Exercise prompt
Where the word "async" appears in a line below, copy the whole line.

Stored data
//! Admin dashboard route handlers.
//!
//! A single page serves both faces of `/admin`: signed-out visitors get the
//! login form, signed-in admins get the dashboard. There is no credential
//! store; any non-empty email and password sign in, and the session cookie
//! carries the admin marker until logout or expiry.

use askama::Template;
use askama_web::WebTemplate;
use axum::{
    Form,
    extract::State,
    response::{IntoResponse, Redirect, Response},
};
use serde::Deserialize;
use tower_sessions::Session;
use tracing::instrument;

use crate::catalog::{Catalog, Submission, Subscriber, Tool, Tutorial};
use crate::error::{clear_sentry_user, set_sentry_user};
use crate::filters;
use crate::middleware::{OptionalAdmin, clear_current_admin, set_current_admin};
use crate::models::CurrentAdmin;
use crate::state::AppState;

/// Login form data.
#[derive(Debug, Deserialize)]
pub struct AdminLoginForm {
    #[serde(default)]
    pub email: String,
    #[serde(default)]
    pub password: String,
}

/// Login page template.
#[derive(Template, WebTemplate)]
#[template(path = "admin/login.html")]
pub struct AdminLoginTemplate {
    pub error: Option<String>,
}

/// Dashboard page template.
#[derive(Template, WebTemplate)]
#[template(path = "admin/dashboard.html")]
pub struct AdminDashboardTemplate {
    pub admin_email: String,
    pub total_tools: usize,
    pub total_tutorials: usize,
    pub pending_submissions: usize,
    pub total_subscribers: usize,
    pub tools: Vec<ToolRow>,
    pub tutorials: Vec<TutorialRow>,
    pub submissions: Vec<SubmissionRow>,
    pub subscribers: Vec<SubscriberRow>,
}

/// Tools table row.
pub struct ToolRow {
    pub name: String,
    pub category_name: String,
    pub pricing_label: &'static str,
    pub pricing_class: &'static str,
    pub rating: String,
}

impl ToolRow {
    fn new(tool: &Tool, catalog: &Catalog) -> Self {
        Self {
            name: tool.name.clone(),
            category_name: catalog.category_name(&tool.category).to_string(),
            pricing_label: tool.pricing.label(),
            pricing_class: tool.pricing.as_str(),
            rating: format!("{:.1}", tool.rating),
        }
    }
}

/// Tutorials table row.
pub struct TutorialRow {
    pub title: String,
    pub category: String,
    pub author: String,
    pub published: String,
}

impl From<&Tutorial> for TutorialRow {
    fn from(tutorial: &Tutorial) -> Self {
        Self {
            title: tutorial.title.clone(),
            category: tutorial.category.to_string(),
            author: tutorial.author.clone(),
            published: tutorial.published_at.to_string(),
        }
    }
}

/// Submissions table row.
pub struct SubmissionRow {
    pub company_name: String,
    pub tool_name: String,
    pub email: String,
    pub status: String,
}

impl From<&Submission> for SubmissionRow {
    fn from(submission: &Submission) -> Self {
        Self {
            company_name: submission.company_name.clone(),
            tool_name: submission.tool_name.clone(),
            email: submission.email.as_str().to_string(),
            status: submission.status.clone(),
        }
    }
}

/// Subscribers table row.
pub struct SubscriberRow {
    pub email: String,
    pub subscribed_on: String,
}

impl From<&Subscriber> for SubscriberRow {
    fn from(subscriber: &Subscriber) -> Self {
        Self {
            email: subscriber.email.as_str().to_string(),
            subscribed_on: subscriber.subscribed_at.to_string(),
        }
    }
}

/// Display the admin page: the dashboard when signed in, the login form
/// otherwise.
#[instrument(skip(state, admin))]
pub async fn show(State(state): State<AppState>, OptionalAdmin(admin): OptionalAdmin) -> Response {
    match admin {
        Some(admin) => dashboard(state.catalog(), admin.email).into_response(),
        None => AdminLoginTemplate { error: None }.into_response(),
    }
}

/// Handle a login attempt.
///
/// Both fields must be non-empty after trimming; beyond that, any credentials
/// are accepted.
#[instrument(skip(_state, session, form))]
pub async fn login(
    State(_state): State<AppState>,
    session: Session,
    Form(form): Form<AdminLoginForm>,
) -> Response {
    let email = form.email.trim();
    let password = form.password.trim();

    if email.is_empty() || password.is_empty() {
        return AdminLoginTemplate {
            error: Some("Please enter your email and password.".to_string()),
        }
        .into_response();
    }

    let admin = CurrentAdmin {
        email: email.to_string(),
    };
    if let Err(error) = set_current_admin(&session, &admin).await {
        tracing::error!(%error, "Failed to store admin session");
        return AdminLoginTemplate {
            error: Some("Something went wrong, please try again.".to_string()),
        }
        .into_response();
    }

    set_sentry_user(email);
    tracing::info!(email, "Admin signed in");

    Redirect::to("/admin").into_response()
}

/// Handle a logout.
#[instrument(skip(_state, session))]
pub async fn logout(State(_state): State<AppState>, session: Session) -> Redirect {
    if let Err(error) = clear_current_admin(&session).await {
        tracing::error!(%error, "Failed to clear admin session");
    }

    clear_sentry_user();
    tracing::info!("Admin signed out");

    Redirect::to("/admin")
}

fn dashboard(catalog: &Catalog, admin_email: String) -> AdminDashboardTemplate {
    AdminDashboardTemplate {
        admin_email,
        total_tools: catalog.tools().len(),
        total_tutorials: catalog.tutorials().len(),
        pending_submissions: catalog
            .submissions()
            .iter()
            .filter(|submission| submission.status == "pending")
            .count(),
        total_subscribers: catalog.subscribers().len(),
        tools: catalog
            .tools()
            .iter()
            .map(|tool| ToolRow::new(tool, catalog))
            .collect(),
        tutorials: catalog.tutorials().iter().map(Into::into).collect(),
        submissions: catalog.submissions().iter().map(Into::into).collect(),
        subscribers: catalog.subscribers().iter().map(Into::into).collect(),
    }
}

#[cfg(test)]
#[allow(clippy::unwrap_used)]
mod tests {
    use super::*;

    #[test]
    fn test_dashboard_counts_fixture_data() {
        let catalog = Catalog::new();
        let view = dashboard(&catalog, "admin@example.com".to_string());

        assert_eq!(view.total_tools, 8);
        assert_eq!(view.total_tutorials, 4);
        assert_eq!(view.pending_submissions, 2);
        assert_eq!(view.total_subscribers, 3);
        assert_eq!(view.tools.len(), 8);
        assert_eq!(view.subscribers.len(), 3);
    }

    #[test]
    fn test_tool_row_shows_display_values() {
        let catalog = Catalog::new();
        let tool = catalog.tool("chatgpt").unwrap();
        let row = ToolRow::new(tool, &catalog);

        assert_eq!(row.name, "ChatGPT");
        assert_eq!(row.category_name, "Chatbots");
        assert_eq!(row.pricing_label, "Freemium");
        assert_eq!(row.rating, "4.8");
    }

    #[test]
    fn test_submission_row_carries_status() {
        let catalog = Catalog::new();
        let row: SubmissionRow = catalog.submissions().first().unwrap().into();

        assert_eq!(row.company_name, "TechCorp");
        assert_eq!(row.tool_name, "AI Writer Pro");
        assert_eq!(row.status, "pending");
    }
}
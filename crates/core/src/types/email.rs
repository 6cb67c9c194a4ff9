//! Email address type.

use core::fmt;

use serde::{Deserialize, Serialize};

/// Errors that can occur when parsing an [`Email`].
#[derive(thiserror::Error, Debug, Clone)]
pub enum EmailError {
    /// The input string is empty.
    #[error("email cannot be empty")]
    Empty,
    /// The input string is too long.
    #[error("email must be at most {max} characters")]
    TooLong {
        /// Maximum allowed length.
        max: usize,
    },
    /// The input does not contain an @ symbol.
    #[error("email must contain an @ symbol")]
    MissingAtSymbol,
    /// The local part (before @) is empty.
    #[error("email local part cannot be empty")]
    EmptyLocalPart,
    /// The domain part (after @) is empty.
    #[error("email domain cannot be empty")]
    EmptyDomain,
}

/// An email address.
///
/// This type provides basic validation for email addresses, ensuring they
/// have a valid structure with a local part and domain separated by an @ symbol.
///
/// ## Constraints
///
/// - Length: 1-254 characters (RFC 5321 limit)
/// - Must contain an @ symbol
/// - Local part (before @) must not be empty
/// - Domain part (after @) must not be empty
///
/// ## Examples
///
/// ```
/// use ai_tools_hub_core::Email;
///
/// // Valid emails
/// assert!(Email::parse("user@example.com").is_ok());
/// assert!(Email::parse("user.name+tag@domain.co.uk").is_ok());
///
/// // Invalid emails
/// assert!(Email::parse("").is_err());             // empty
/// assert!(Email::parse("no-at-symbol").is_err()); // missing @
/// assert!(Email::parse("@domain.com").is_err());  // empty local part
/// assert!(Email::parse("user@").is_err());        // empty domain
/// ```
#[derive(Debug, Clone, Serialize, Deserialize, PartialEq, Eq, Hash)]
#[serde(transparent)]
pub struct Email(String);

impl Email {
    /// Maximum length of an email address (RFC 5321).
    pub const MAX_LENGTH: usize = 254;

    /// Parse an `Email` from a string.
    ///
    /// # Errors
    ///
    /// Returns an error if the input:
    /// - Is empty
    /// - Is longer than 254 characters
    /// - Does not contain an @ symbol
    /// - Has an empty local part or domain
    pub fn parse(s: &str) -> Result<Self, EmailError> {
        if s.is_empty() {
            return Err(EmailError::Empty);
        }

        if s.len() > Self::MAX_LENGTH {
            return Err(EmailError::TooLong {
                max: Self::MAX_LENGTH,
            });
        }

        let at_pos = s.find('@').ok_or(EmailError::MissingAtSymbol)?;

        if at_pos == 0 {
            return Err(EmailError::EmptyLocalPart);
        }

        if at_pos == s.len() - 1 {
            return Err(EmailError::EmptyDomain);
        }

        Ok(Self(s.to_owned()))
    }

    /// Returns the email address as a string slice.
    #[must_use]
    pub fn as_str(&self) -> &str {
        &self.0
    }
}

impl fmt::Display for Email {
    fn fmt(&self, f: &mut fmt::Formatter<'_>) -> fmt::Result {
        write!(f, "{}", self.0)
    }
}

impl std::str::FromStr for Email {
    type Err = EmailError;

    fn from_str(s: &str) -> Result<Self, Self::Err> {
        Self::parse(s)
    }
}

impl AsRef<str> for Email {
    fn as_ref(&self) -> &str {
        &self.0
    }
}
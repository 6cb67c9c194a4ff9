//! HTTP middleware stack for the site.
//!
//! # Middleware Order (bottom to top in Router)
//!
//! 1. Sentry layer (capture errors)
//! 2. `TraceLayer` (request tracing)
//! 3. Request ID (add unique ID to each request)
//! 4. Session layer (tower-sessions with in-memory store)
//! 5. Security headers (CSP, isolation, etc.)

pub mod auth;
pub mod request_id;
pub mod security_headers;
pub mod session;

pub use auth::{OptionalAdmin, clear_current_admin, set_current_admin};
pub use request_id::request_id_middleware;
pub use security_headers::security_headers_middleware;
pub use session::create_session_layer;
//! Integration tests for the newsletter, submission, and contact forms.
//!
//! Validation failures re-render with an error message and the submitted
//! values; successes land on an acknowledgement page. Nothing is persisted,
//! so every assertion is on the rendered response.

use ai_tools_hub_integration_tests::{TestApp, client};
use reqwest::StatusCode;

// ============================================================================
// Newsletter
// ============================================================================

#[tokio::test]
async fn test_newsletter_signup_normalizes_email() {
    let app = TestApp::spawn().await;

    let resp = client()
        .post(app.url("/newsletter"))
        .form(&[("email", "  Reader@Example.COM ")])
        .send()
        .await
        .expect("Failed to post /newsletter");

    assert_eq!(resp.status(), StatusCode::OK);
    let body = resp.text().await.expect("Failed to read body");
    assert!(body.contains("Subscribed!"));
    assert!(body.contains("reader@example.com"));
}

#[tokio::test]
async fn test_newsletter_rejects_invalid_email() {
    let app = TestApp::spawn().await;

    let resp = client()
        .post(app.url("/newsletter"))
        .form(&[("email", "not-an-email")])
        .send()
        .await
        .expect("Failed to post /newsletter");

    assert_eq!(resp.status(), StatusCode::OK);
    let body = resp.text().await.expect("Failed to read body");
    assert!(body.contains("Subscription failed"));
    assert!(body.contains("Please enter a valid email address."));
}

// ============================================================================
// Tool Submission
// ============================================================================

fn valid_submission() -> Vec<(&'static str, &'static str)> {
    vec![
        ("company_name", "Acme AI"),
        ("tool_name", "Acme Writer"),
        ("email", "hello@acme.ai"),
        ("website", "https://acme.ai"),
        ("category", "writing"),
        ("pricing", "freemium"),
        ("description", "Writes things with AI."),
    ]
}

fn submission_with(field: &'static str, value: &'static str) -> Vec<(&'static str, &'static str)> {
    valid_submission()
        .into_iter()
        .map(|(name, v)| if name == field { (name, value) } else { (name, v) })
        .collect()
}

#[tokio::test]
async fn test_submit_form_offers_all_categories() {
    let app = TestApp::spawn().await;

    let resp = client()
        .get(app.url("/submit"))
        .send()
        .await
        .expect("Failed to get /submit");

    assert_eq!(resp.status(), StatusCode::OK);
    let body = resp.text().await.expect("Failed to read body");
    assert!(body.contains("Submit Your"));
    assert!(body.contains(r#"<option value="writing">"#));
    assert!(body.contains(r#"<option value="research">"#));
    assert!(body.contains("Submit Tool for Review"));
}

#[tokio::test]
async fn test_valid_submission_is_acknowledged() {
    let app = TestApp::spawn().await;

    let resp = client()
        .post(app.url("/submit"))
        .form(&valid_submission())
        .send()
        .await
        .expect("Failed to post /submit");

    assert_eq!(resp.status(), StatusCode::OK);
    let body = resp.text().await.expect("Failed to read body");
    assert!(body.contains("Thank You!"));
    assert!(body.contains("2-3 business days"));
}

#[tokio::test]
async fn test_blank_field_rerenders_with_typed_values() {
    let app = TestApp::spawn().await;

    let resp = client()
        .post(app.url("/submit"))
        .form(&submission_with("tool_name", "   "))
        .send()
        .await
        .expect("Failed to post /submit");

    assert_eq!(resp.status(), StatusCode::OK);
    let body = resp.text().await.expect("Failed to read body");
    assert!(body.contains("Please fill in all fields."));
    // The other fields keep what the visitor typed
    assert!(body.contains(r#"value="Acme AI""#));
    assert!(body.contains(r#"value="hello@acme.ai""#));
}

#[tokio::test]
async fn test_submission_validation_messages() {
    let app = TestApp::spawn().await;

    let cases = [
        (
            submission_with("email", "not-an-email"),
            "Please enter a valid email address.",
        ),
        (
            submission_with("website", "acme.ai"),
            "Please enter a valid website URL, starting with https://.",
        ),
        (
            submission_with("website", "ftp://acme.ai"),
            "Please enter a valid website URL, starting with https://.",
        ),
        (
            submission_with("category", "robotics"),
            "Please select a category.",
        ),
        (
            submission_with("pricing", "enterprise"),
            "Please select a pricing model.",
        ),
    ];

    for (form, expected) in cases {
        let resp = client()
            .post(app.url("/submit"))
            .form(&form)
            .send()
            .await
            .expect("Failed to post /submit");

        assert_eq!(resp.status(), StatusCode::OK);
        let body = resp.text().await.expect("Failed to read body");
        assert!(body.contains(expected), "expected message: {expected}");
    }
}

// ============================================================================
// Contact
// ============================================================================

#[tokio::test]
async fn test_contact_page_renders() {
    let app = TestApp::spawn().await;

    let resp = client()
        .get(app.url("/contact"))
        .send()
        .await
        .expect("Failed to get /contact");

    assert_eq!(resp.status(), StatusCode::OK);
    let body = resp.text().await.expect("Failed to read body");
    assert!(body.contains("Get in Touch"));
    assert!(body.contains("hello@aitoolshub.com"));
    assert!(body.contains("Send Message"));
}

#[tokio::test]
async fn test_valid_contact_message_is_acknowledged() {
    let app = TestApp::spawn().await;

    let resp = client()
        .post(app.url("/contact"))
        .form(&[
            ("name", "Dana"),
            ("email", "dana@example.com"),
            ("subject", "Listing correction"),
            ("message", "The ChatGPT listing is missing a feature."),
        ])
        .send()
        .await
        .expect("Failed to post /contact");

    assert_eq!(resp.status(), StatusCode::OK);
    let body = resp.text().await.expect("Failed to read body");
    assert!(body.contains("Message Sent!"));
    assert!(body.contains("24-48 hours"));
}

#[tokio::test]
async fn test_contact_validation() {
    let app = TestApp::spawn().await;

    // Missing message
    let resp = client()
        .post(app.url("/contact"))
        .form(&[
            ("name", "Dana"),
            ("email", "dana@example.com"),
            ("subject", "Hello"),
            ("message", ""),
        ])
        .send()
        .await
        .expect("Failed to post /contact");
    let body = resp.text().await.expect("Failed to read body");
    assert!(body.contains("Please fill in all fields."));

    // Invalid email, typed values preserved
    let resp = client()
        .post(app.url("/contact"))
        .form(&[
            ("name", "Dana"),
            ("email", "dana"),
            ("subject", "Hello"),
            ("message", "A question about listings."),
        ])
        .send()
        .await
        .expect("Failed to post /contact");
    let body = resp.text().await.expect("Failed to read body");
    assert!(body.contains("Please enter a valid email address."));
    assert!(body.contains(r#"value="Dana""#));
}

Exercise solution
pub async fn show(State(state): State<AppState>, OptionalAdmin(admin): OptionalAdmin) -> Response {
pub async fn login(
pub async fn logout(State(_state): State<AppState>, session: Session) -> Redirect {
async fn test_newsletter_signup_normalizes_email() {
async fn test_newsletter_rejects_invalid_email() {
async fn test_submit_form_offers_all_categories() {
async fn test_valid_submission_is_acknowledged() {
async fn test_blank_field_rerenders_with_typed_values() {
async fn test_submission_validation_messages() {
async fn test_contact_page_renders() {
async fn test_valid_contact_message_is_acknowledged() {
async fn test_contact_validation() {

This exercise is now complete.